The lizard brain has succeeded in making you stuck. The best art is made by artists who don’t know how it’s going to work out in the end. The rest of the world is stuck with the brainwashed culture that the industrialists gave us, the culture of fear and compliance.

But culture is a choice. You don’t have to accept a culture of fear or a culture of failure.

Right now, just down the hall or just up the street, is another artist, someone filled with hope and excitement, someone choosing a different culture, even though he’s in the same town, the same industry, and the same economy you are.

Others have always done that art, always chosen that culture of hope, but you haven’t done it enough (“too risky,” the lizard says), because you’ve been held back by a need for proof, by a reliance on assurance, and by the fear of humiliation.

Art is a project; it is not a place. You will build your dream house and it will burn down. You will start your business and it will succeed, until it doesn’t, and then you’ll move on.

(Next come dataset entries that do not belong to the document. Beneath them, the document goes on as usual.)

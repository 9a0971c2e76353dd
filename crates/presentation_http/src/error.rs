//! API error handling
//!
//! Every error body has the form `{success: false, message}`. Internal
//! details are attached only while [`set_expose_internal_errors`] is on,
//! which `main` ties to the development environment.

use std::sync::atomic::{AtomicBool, Ordering};

use application::ApplicationError;
use axum::{
    Json,
    http::StatusCode,
    response::{IntoResponse, Response},
};
use domain::RequestId;
use serde::{Deserialize, Serialize};
use thiserror::Error;

/// Global flag to control error detail exposure
static EXPOSE_INTERNAL_ERRORS: AtomicBool = AtomicBool::new(false);

/// Configure whether internal error details are included in responses
pub fn set_expose_internal_errors(expose: bool) {
    EXPOSE_INTERNAL_ERRORS.store(expose, Ordering::SeqCst);
}

/// Whether internal error details are included in responses
pub fn expose_internal_errors() -> bool {
    EXPOSE_INTERNAL_ERRORS.load(Ordering::SeqCst)
}

/// Generic message for failures the submitter cannot fix
pub const INTERNAL_ERROR_MESSAGE: &str = "Failed to send message, please try again later.";

/// API error type
#[derive(Debug, Error)]
pub enum ApiError {
    #[error("Bad request: {0}")]
    BadRequest(String),

    #[error("Not found")]
    NotFound,

    #[error("Method Not Allowed")]
    MethodNotAllowed,

    #[error("Payload too large")]
    PayloadTooLarge,

    #[error("Internal error: {0}")]
    Internal(String),
}

/// Error response body
#[derive(Debug, Clone, PartialEq, Eq, Serialize, Deserialize)]
pub struct ErrorResponse {
    /// Always `false`
    pub success: bool,
    /// Human-readable message
    pub message: String,
    /// Request correlation id
    #[serde(default, skip_serializing_if = "Option::is_none")]
    pub request_id: Option<String>,
    /// Internal details (development only)
    #[serde(default, skip_serializing_if = "Option::is_none")]
    pub details: Option<String>,
}

impl ApiError {
    /// HTTP status for this error
    #[must_use]
    pub const fn status(&self) -> StatusCode {
        match self {
            Self::BadRequest(_) => StatusCode::BAD_REQUEST,
            Self::NotFound => StatusCode::NOT_FOUND,
            Self::MethodNotAllowed => StatusCode::METHOD_NOT_ALLOWED,
            Self::PayloadTooLarge => StatusCode::PAYLOAD_TOO_LARGE,
            Self::Internal(_) => StatusCode::INTERNAL_SERVER_ERROR,
        }
    }

    fn body(&self, request_id: Option<RequestId>) -> ErrorResponse {
        let (message, details) = match self {
            Self::BadRequest(msg) => (msg.clone(), None),
            Self::NotFound => ("Not Found".to_string(), None),
            Self::MethodNotAllowed => ("Method Not Allowed".to_string(), None),
            Self::PayloadTooLarge => ("Request body is too large".to_string(), None),
            Self::Internal(msg) => {
                tracing::error!(error = %msg, "Request failed with internal error");
                let details = expose_internal_errors().then(|| msg.clone());
                (INTERNAL_ERROR_MESSAGE.to_string(), details)
            },
        };

        ErrorResponse {
            success: false,
            message,
            request_id: request_id.map(|id| id.to_string()),
            details,
        }
    }

    /// Response carrying the request id in the body
    #[must_use]
    pub fn into_response_for(self, request_id: RequestId) -> Response {
        (self.status(), Json(self.body(Some(request_id)))).into_response()
    }
}

impl IntoResponse for ApiError {
    fn into_response(self) -> Response {
        (self.status(), Json(self.body(None))).into_response()
    }
}

impl From<ApplicationError> for ApiError {
    fn from(err: ApplicationError) -> Self {
        match err {
            ApplicationError::TaskAborted(_) => Self::Internal(err.to_string()),
        }
    }
}

#[cfg(test)]
mod tests {
    use super::*;

    async fn body_of(response: Response) -> ErrorResponse {
        let bytes = axum::body::to_bytes(response.into_body(), 4096).await.unwrap();
        serde_json::from_slice(&bytes).unwrap()
    }

    #[test]
    fn status_codes() {
        assert_eq!(ApiError::BadRequest(String::new()).status(), StatusCode::BAD_REQUEST);
        assert_eq!(ApiError::NotFound.status(), StatusCode::NOT_FOUND);
        assert_eq!(ApiError::MethodNotAllowed.status(), StatusCode::METHOD_NOT_ALLOWED);
        assert_eq!(ApiError::PayloadTooLarge.status(), StatusCode::PAYLOAD_TOO_LARGE);
        assert_eq!(
            ApiError::Internal(String::new()).status(),
            StatusCode::INTERNAL_SERVER_ERROR
        );
    }

    #[tokio::test]
    async fn method_not_allowed_body() {
        let response = ApiError::MethodNotAllowed.into_response();
        assert_eq!(response.status(), StatusCode::METHOD_NOT_ALLOWED);
        let body = body_of(response).await;
        assert!(!body.success);
        assert_eq!(body.message, "Method Not Allowed");
        assert!(body.request_id.is_none());
    }

    #[tokio::test]
    async fn internal_error_detail_follows_flag() {
        // Only this test touches the global flag
        set_expose_internal_errors(false);
        let body = body_of(ApiError::Internal("join error".to_string()).into_response()).await;
        assert_eq!(body.message, INTERNAL_ERROR_MESSAGE);
        assert!(body.details.is_none());

        set_expose_internal_errors(true);
        let body = body_of(ApiError::Internal("join error".to_string()).into_response()).await;
        assert_eq!(body.details.as_deref(), Some("join error"));
        set_expose_internal_errors(false);
    }

    #[tokio::test]
    async fn request_id_is_attached() {
        let id = RequestId::new();
        let body = body_of(ApiError::BadRequest("bad".to_string()).into_response_for(id)).await;
        assert_eq!(body.request_id, Some(id.to_string()));
        assert_eq!(body.message, "bad");
    }

    #[test]
    fn task_abort_maps_to_internal() {
        let err: ApiError = ApplicationError::TaskAborted("panicked".to_string()).into();
        assert!(matches!(err, ApiError::Internal(_)));
    }
}
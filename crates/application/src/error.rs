//! Application-level errors

use thiserror::Error;

/// Errors that can occur in the application layer
///
/// Delivery problems never surface here: storage and mail failures are
/// recorded in the [`DeliveryReport`](domain::DeliveryReport) instead.
#[derive(Debug, Error)]
pub enum ApplicationError {
    /// Background processing task died before finishing
    #[error("Submission processing aborted: {0}")]
    TaskAborted(String),
}
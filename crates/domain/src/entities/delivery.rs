//! Delivery attempts and outcomes
//!
//! Every valid submission ends in exactly one [`DeliveryOutcome`]. The
//! attempt log records what each channel did on the way there.

use std::fmt;

use chrono::{DateTime, Utc};
use serde::{Deserialize, Serialize};

use crate::errors::ValidationError;
use crate::value_objects::{RequestId, SubmissionKind};

/// Where a submission is delivered to
#[derive(Debug, Clone, Copy, PartialEq, Eq, Hash, Serialize, Deserialize)]
#[serde(rename_all = "snake_case")]
pub enum DeliveryChannel {
    /// Notification email to the site owner
    Email,
    /// Durable database row
    Storage,
}

impl DeliveryChannel {
    /// Channel name used in logs
    pub const fn as_str(&self) -> &'static str {
        match self {
            Self::Email => "email",
            Self::Storage => "storage",
        }
    }
}

impl fmt::Display for DeliveryChannel {
    fn fmt(&self, f: &mut fmt::Formatter<'_>) -> fmt::Result {
        f.write_str(self.as_str())
    }
}

/// Result of one channel
#[derive(Debug, Clone, PartialEq, Eq, Serialize, Deserialize)]
#[serde(tag = "status", rename_all = "snake_case")]
pub enum AttemptOutcome {
    /// Channel accepted the submission; `reference` is the row id or message id
    Success {
        /// Channel-specific reference
        reference: String,
    },
    /// Channel gave up
    Failure {
        /// Internal failure description, never shown to the submitter
        reason: String,
    },
}

impl AttemptOutcome {
    /// Whether the channel succeeded
    pub const fn is_success(&self) -> bool {
        matches!(self, Self::Success { .. })
    }
}

/// One entry in the per-submission attempt log
#[derive(Debug, Clone, PartialEq, Eq, Serialize, Deserialize)]
pub struct DeliveryAttempt {
    /// Channel this attempt belongs to
    pub channel: DeliveryChannel,
    /// When the channel started working on the submission
    pub started_at: DateTime<Utc>,
    /// Final result of the channel
    pub outcome: AttemptOutcome,
    /// Number of sends the channel needed (always 1 for storage)
    pub tries: u8,
}

impl DeliveryAttempt {
    /// Record a successful channel
    pub fn succeeded(
        channel: DeliveryChannel,
        started_at: DateTime<Utc>,
        reference: impl Into<String>,
        tries: u8,
    ) -> Self {
        Self {
            channel,
            started_at,
            outcome: AttemptOutcome::Success {
                reference: reference.into(),
            },
            tries,
        }
    }

    /// Record a failed channel
    pub fn failed(
        channel: DeliveryChannel,
        started_at: DateTime<Utc>,
        reason: impl Into<String>,
        tries: u8,
    ) -> Self {
        Self {
            channel,
            started_at,
            outcome: AttemptOutcome::Failure {
                reason: reason.into(),
            },
            tries,
        }
    }

    /// Whether this attempt succeeded
    pub const fn is_success(&self) -> bool {
        self.outcome.is_success()
    }
}

/// Which channel(s) failed for a degraded delivery
#[derive(Debug, Clone, Copy, PartialEq, Eq, Hash, Serialize, Deserialize)]
#[serde(rename_all = "snake_case")]
pub enum DegradedReason {
    /// Stored, but no notification went out
    EmailFailed,
    /// Notified, but not stored
    StorageFailed,
    /// Neither channel succeeded
    BothFailed,
}

impl DegradedReason {
    /// Stable wire name
    pub const fn as_str(&self) -> &'static str {
        match self {
            Self::EmailFailed => "email_failed",
            Self::StorageFailed => "storage_failed",
            Self::BothFailed => "both_failed",
        }
    }
}

impl fmt::Display for DegradedReason {
    fn fmt(&self, f: &mut fmt::Formatter<'_>) -> fmt::Result {
        f.write_str(self.as_str())
    }
}

/// Terminal outcome of a submission
#[derive(Debug, Clone, PartialEq, Eq, Serialize, Deserialize)]
#[serde(tag = "outcome", content = "detail", rename_all = "snake_case")]
pub enum DeliveryOutcome {
    /// Both channels succeeded
    Delivered,
    /// At least one channel failed
    Degraded(DegradedReason),
    /// Input was invalid; nothing was delivered
    Rejected(ValidationError),
}

impl DeliveryOutcome {
    /// Combine the two channel results
    pub const fn from_channels(storage_ok: bool, email_ok: bool) -> Self {
        match (storage_ok, email_ok) {
            (true, true) => Self::Delivered,
            (true, false) => Self::Degraded(DegradedReason::EmailFailed),
            (false, true) => Self::Degraded(DegradedReason::StorageFailed),
            (false, false) => Self::Degraded(DegradedReason::BothFailed),
        }
    }

    /// Whether the submitter should be told it went through
    pub const fn is_accepted(&self) -> bool {
        matches!(self, Self::Delivered | Self::Degraded(_))
    }

    /// Short label for logs
    pub const fn label(&self) -> &'static str {
        match self {
            Self::Delivered => "delivered",
            Self::Degraded(reason) => reason.as_str(),
            Self::Rejected(_) => "rejected",
        }
    }
}

/// Everything known about one processed submission
#[derive(Debug, Clone, PartialEq, Eq, Serialize, Deserialize)]
pub struct DeliveryReport {
    /// Request that carried the submission
    pub request_id: RequestId,
    /// Form kind
    pub kind: SubmissionKind,
    /// Terminal outcome
    pub outcome: DeliveryOutcome,
    /// Append-only attempt log, storage first
    pub attempts: Vec<DeliveryAttempt>,
}

impl DeliveryReport {
    /// Report for input that never reached the channels
    pub const fn rejected(
        request_id: RequestId,
        kind: SubmissionKind,
        error: ValidationError,
    ) -> Self {
        Self {
            request_id,
            kind,
            outcome: DeliveryOutcome::Rejected(error),
            attempts: Vec::new(),
        }
    }

    /// Attempt recorded for a channel, if any
    pub fn attempt(&self, channel: DeliveryChannel) -> Option<&DeliveryAttempt> {
        self.attempts.iter().find(|a| a.channel == channel)
    }
}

You will stand onstage and speak from the heart, and some people in the audience (perhaps just one person in the audience) won’t get you, won’t accept you, won’t embrace you.

That’s what art is.

Art is a leap into the void, a chance to give birth to your genius and to make magic where there was no magic before.

You are capable of this. You’ve done it before and you’re going to do it again. The very fact that it might not work is precisely why you should and must do this. What a gift that there isn’t a sure thing, a guarantee, and a net.

It’s entirely possible that there won’t be a standing ovation at the end of your journey.

That’s okay.

At least you lived.

Before we take the steps to reach our goals, we should understand why we’re taking them. Part of the fulfillment lies within the process of reaching them. 

– Seth Godin

 

Seth Godin wants to know what you are afraid of.

In one of his most challenging books yet, Godin shows why true innovators focus on  trust, remarkability, leadership, and stories that spread. And he makes a passionate argument for why you should be treating your work as art.

 

>>Download a short PDF excerpt from Seth Godin’s “The Icarus Deception”.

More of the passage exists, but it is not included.